上司や同僚の支え ―働く女性のリアルボイス特集(3)

続いては、今年、社内結婚したばかりだという酒田さん(仮名)。
20代で管理職になり、部下を持ち、部署の責任者となった酒田さんですが、
これまでは漠然としていたものの、結婚を機に、急に実感を伴い始めたことがあるといいます。

それは、これからのキャリアを考え、子どもを産む選択肢を考えたとき、
「お腹に新しい命が宿るときには、どうしても一度、仕事は離れなければいけない。
自分のキャリアにブランクが生じてしまうんだ」という事実に、
今になって、改めて気づいたと酒田さんは語ります。

「女性活躍とか、産休とか、育休とか、キーワードとしてはよく耳にしていましたが、
 いざ自分が妊娠して、子どもを産む可能性があると現実的に考えると、
 やはりこれは真剣に考えなければいけない人生のイベントだな、と、
最近になって深く考えるようになりました」

「なんとなく27~8歳で結婚して、2~3年後に子ども産むと思ってはいましたが、
それをキャリアの中では明確に想像できていなかったんですね。
これまでざっくりと考えていた人生が、だんだんリアルになってきています」

社内にはロールモデルとなる先輩もいます。
酒田さんは、「結婚」「妊娠」「出産」「育児」を現実的に考える今だからこそ、
これまで以上に社内を見渡し、男女を問わず部下に子どもが生まれた時に、
その上司・管理職が、どのような対応をしているかが気になると教えてくれました。

■そこで先輩の体験談を聞いてみると……

30歳で結婚、35歳くらいで子どもを産むのかな、とふんわり予想していた岡山さん。
就職して数年後、岡山さんは結婚して妊娠しますが、
当時は切迫流産(※流産する恐れがある状態)の診断を受け、
急きょ、「明日からはもう会社に行かないように」とドクターストップを言い渡されました。

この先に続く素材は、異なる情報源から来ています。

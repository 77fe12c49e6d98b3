#![allow(dead_code)]

use std::collections::HashMap;
use std::sync::atomic::{AtomicBool, Ordering};
use std::sync::{Arc, Mutex, Once};

use async_trait::async_trait;
use axum::body::Bytes;
use medauth::models::{Doctor, NewDoctor, NewPatient, Patient};
use medauth::services::storage::{ObjectStorage, StorageError};
use medauth::services::store::{AccountStore, MemoryAccountStore, StoreError};
use reqwest::multipart;
use serde_json::{Value, json};
use tokio::net::TcpListener;
use uuid::Uuid;

pub const MOCK_STORAGE_BASE: &str = "https://storage.test";

pub fn init_tracing_once() {
    static INIT: Once = Once::new();
    INIT.call_once(|| {
        tracing_subscriber::fmt()
            .with_env_filter("medauth=debug")
            .with_test_writer()
            .init();
    });
}

#[derive(Debug, Clone)]
pub struct StoredObject {
    pub data: Bytes,
    pub content_type: String,
}

/// An in-memory object storage that records every call for inspection.
#[derive(Debug, Default)]
pub struct MockStorage {
    objects: Mutex<HashMap<String, StoredObject>>,
    uploaded_keys: Mutex<Vec<String>>,
    deleted_keys: Mutex<Vec<String>>,
    fail_public_url: AtomicBool,
}

impl MockStorage {
    pub fn new() -> Self {
        Self::default()
    }

    /// Makes every following `public_url` call fail
    pub fn fail_public_url(&self) {
        self.fail_public_url.store(true, Ordering::SeqCst);
    }

    /// Keys of all uploads, including ones deleted later
    pub fn uploaded_keys(&self) -> Vec<String> {
        self.uploaded_keys.lock().unwrap().clone()
    }

    pub fn deleted_keys(&self) -> Vec<String> {
        self.deleted_keys.lock().unwrap().clone()
    }

    /// Objects currently stored
    pub fn object_count(&self) -> usize {
        self.objects.lock().unwrap().len()
    }

    pub fn object(&self, key: &str) -> Option<StoredObject> {
        self.objects.lock().unwrap().get(key).cloned()
    }
}

#[async_trait]
impl ObjectStorage for MockStorage {
    async fn upload(&self, key: &str, data: Bytes, content_type: &str) -> Result<(), StorageError> {
        self.uploaded_keys.lock().unwrap().push(key.to_string());
        self.objects.lock().unwrap().insert(
            key.to_string(),
            StoredObject {
                data,
                content_type: content_type.to_string(),
            },
        );
        Ok(())
    }

    async fn public_url(&self, key: &str) -> Result<String, StorageError> {
        if self.fail_public_url.load(Ordering::SeqCst) {
            return Err(StorageError::NotFound(key.to_string()));
        }
        if !self.objects.lock().unwrap().contains_key(key) {
            return Err(StorageError::NotFound(key.to_string()));
        }
        Ok(format!("{MOCK_STORAGE_BASE}/{key}"))
    }

    async fn delete(&self, key: &str) -> Result<(), StorageError> {
        self.deleted_keys.lock().unwrap().push(key.to_string());
        self.objects.lock().unwrap().remove(key);
        Ok(())
    }
}

/// Account store whose doctor inserts always fail with a database error.
/// Everything else is delegated to an in-memory store.
#[derive(Default)]
pub struct BrokenDoctorInserts {
    inner: MemoryAccountStore,
}

#[async_trait]
impl AccountStore for BrokenDoctorInserts {
    async fn find_doctor_by_email(&self, email: &str) -> Result<Option<Doctor>, StoreError> {
        self.inner.find_doctor_by_email(email).await
    }

    async fn find_doctor_by_id(&self, id: Uuid) -> Result<Option<Doctor>, StoreError> {
        self.inner.find_doctor_by_id(id).await
    }

    async fn insert_doctor(&self, _doctor: NewDoctor) -> Result<Doctor, StoreError> {
        Err(StoreError::Db(sqlx::Error::PoolTimedOut))
    }

    async fn find_patient_by_email(&self, email: &str) -> Result<Option<Patient>, StoreError> {
        self.inner.find_patient_by_email(email).await
    }

    async fn find_patient_by_id(&self, id: Uuid) -> Result<Option<Patient>, StoreError> {
        self.inner.find_patient_by_id(id).await
    }

    async fn insert_patient(&self, patient: NewPatient) -> Result<Patient, StoreError> {
        self.inner.insert_patient(patient).await
    }
}

/// Account store that behaves as if another request registered the same
/// doctor email between the lookup and the insert.
#[derive(Default)]
pub struct LateDoctorConflict {
    inner: MemoryAccountStore,
}

#[async_trait]
impl AccountStore for LateDoctorConflict {
    async fn find_doctor_by_email(&self, _email: &str) -> Result<Option<Doctor>, StoreError> {
        Ok(None)
    }

    async fn find_doctor_by_id(&self, id: Uuid) -> Result<Option<Doctor>, StoreError> {
        self.inner.find_doctor_by_id(id).await
    }

    async fn insert_doctor(&self, _doctor: NewDoctor) -> Result<Doctor, StoreError> {
        Err(StoreError::EmailTaken)
    }

    async fn find_patient_by_email(&self, email: &str) -> Result<Option<Patient>, StoreError> {
        self.inner.find_patient_by_email(email).await
    }

    async fn find_patient_by_id(&self, id: Uuid) -> Result<Option<Patient>, StoreError> {
        self.inner.find_patient_by_id(id).await
    }

    async fn insert_patient(&self, patient: NewPatient) -> Result<Patient, StoreError> {
        self.inner.insert_patient(patient).await
    }
}

pub struct TestApp {
    pub address: String,
    pub accounts: Arc<MemoryAccountStore>,
    pub storage: Arc<MockStorage>,
}

/// Spawns the application on an in-memory store and a mock storage.
///
/// Returned address format: `http://127.0.0.1:8492`
pub async fn spawn_app() -> TestApp {
    let accounts = Arc::new(MemoryAccountStore::new());
    let storage = Arc::new(MockStorage::new());
    let address = spawn_app_with(accounts.clone(), storage.clone()).await;

    TestApp {
        address,
        accounts,
        storage,
    }
}

/// Spawns the application with the given services and returns its address.
pub async fn spawn_app_with(
    accounts: Arc<dyn AccountStore>,
    storage: Arc<dyn ObjectStorage>,
) -> String {
    dotenvy::from_filename_override("tests/data/.test.env").unwrap();
    init_tracing_once();

    // Randomly choose an available port
    let listener = TcpListener::bind("127.0.0.1:0")
        .await
        .expect("Failed to bind random port at localhost");
    let port = listener.local_addr().unwrap().port();

    let app = medauth::app_with_services(accounts, storage);
    tokio::spawn(async move {
        axum::serve(listener, app).await.unwrap();
    });

    let address = format!("http://127.0.0.1:{port}");

    // Wait for server to be ready
    let client = reqwest::Client::new();
    for _ in 0..10 {
        if client
            .get(format!("{address}/health-check"))
            .send()
            .await
            .is_ok()
        {
            break;
        }
        tokio::time::sleep(std::time::Duration::from_millis(100)).await;
    }

    address
}

/// Creates a simple 1x1 PNG image and returns its byte representation.
pub fn create_test_image() -> Vec<u8> {
    vec![
        0x89, 0x50, 0x4E, 0x47, 0x0D, 0x0A, 0x1A, 0x0A, // PNG signature
        0x00, 0x00, 0x00, 0x0D, // IHDR chunk length
        0x49, 0x48, 0x44, 0x52, // IHDR
        0x00, 0x00, 0x00, 0x01, // Width: 1
        0x00, 0x00, 0x00, 0x01, // Height: 1
        0x08, 0x02, 0x00, 0x00, 0x00, // 8-bit RGB
        0x90, 0x77, 0x53, 0xDE, // CRC
        0x00, 0x00, 0x00, 0x0C, // IDAT chunk length
        0x49, 0x44, 0x41, 0x54, // IDAT
        0x08, 0x99, 0x01, 0x01, 0x00, 0x00, 0x00, 0xFF, 0xFF, 0x00, 0x00, 0x00, // Image data
        0x02, 0x00, 0x01, 0xE5, // CRC
        0x00, 0x00, 0x00, 0x00, // IEND chunk length
        0x49, 0x45, 0x4E, 0x44, // IEND
        0xAE, 0x42, 0x60, 0x82, // CRC
    ]
}

/// Text fields of a valid doctor signup form
pub fn doctor_fields(email: &str) -> Vec<(&'static str, String)> {
    vec![
        ("name", "Gregory House".to_string()),
        ("specialization", "Diagnostic Medicine".to_string()),
        ("email", email.to_string()),
        ("degree", "MD".to_string()),
        ("rate", "250".to_string()),
        ("description", "Head of diagnostics".to_string()),
        ("password", "vicodin1".to_string()),
    ]
}

/// Builds a doctor signup form from text fields and an optional image part.
pub fn doctor_form(
    fields: Vec<(&'static str, String)>,
    image: Option<(&str, &str, Vec<u8>)>,
) -> multipart::Form {
    let mut form = multipart::Form::new();
    for (name, value) in fields {
        form = form.text(name, value);
    }
    if let Some((file_name, mime, data)) = image {
        form = form.part(
            "image",
            multipart::Part::bytes(data)
                .file_name(file_name.to_string())
                .mime_str(mime)
                .unwrap(),
        );
    }
    form
}

pub fn png_image() -> Option<(&'static str, &'static str, Vec<u8>)> {
    Some(("face.png", "image/png", create_test_image()))
}

/// Signs up a doctor and returns the parsed response body.
pub async fn signup_doctor(client: &reqwest::Client, address: &str, email: &str) -> Value {
    let response = client
        .post(format!("{address}/api/auth/doctor/signup"))
        .multipart(doctor_form(doctor_fields(email), png_image()))
        .send()
        .await
        .expect("Failed to sign up doctor");
    assert_eq!(response.status(), reqwest::StatusCode::CREATED);
    response.json().await.expect("Failed to parse response")
}

/// Signs up a patient and returns the parsed response body.
pub async fn signup_patient(
    client: &reqwest::Client,
    address: &str,
    email: &str,
    password: &str,
) -> Value {
    let response = client
        .post(format!("{address}/api/auth/patient/signup"))
        .json(&json!({"name": "Rachel Green", "email": email, "password": password}))
        .send()
        .await
        .expect("Failed to sign up patient");
    assert_eq!(response.status(), reqwest::StatusCode::CREATED);
    response.json().await.expect("Failed to parse response")
}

「営業職として、大きなお腹になっても、仕事が楽しくて忙しく働いていたのですが、
ちょっと自分に負担をかけすぎてしまっていたのかもしれません(笑)
結局、引継ぎすらままにできない状態で、急に休むことになりました。
その時は、とにかく上司の判断が早かったことを覚えています。
『もう後はいいから、自分と赤ちゃんの身体を最優先させなさい』
と言われ、すべての仕事を引き取ってもらったんです。
休みに入った時も、また仕事に復帰した時も、
社内に出産と育児を経験した『親』としての先輩がいてくれたことは、とても心強かったです」

その時に支えた同僚の一人が、同期の田村さんでした。
「急なことは起こるもの」という考えのもとで、
次々と岡山さんの仕事を代わりに対応したと言います。

「自分の仕事もそこそこに忙しかったんですけどね」と笑う田村さんは、
岡山さんに対する不満や不公平感は全くなく、
「仕事のことは考えず、入院してて! という感じでしたね」と笑います。

「だって、大事な同期ですしね」
「ふふ、助かったわ」

田村さんと岡山さんの、ふたりの絆を垣間見ることのできた素敵なインタビューでした。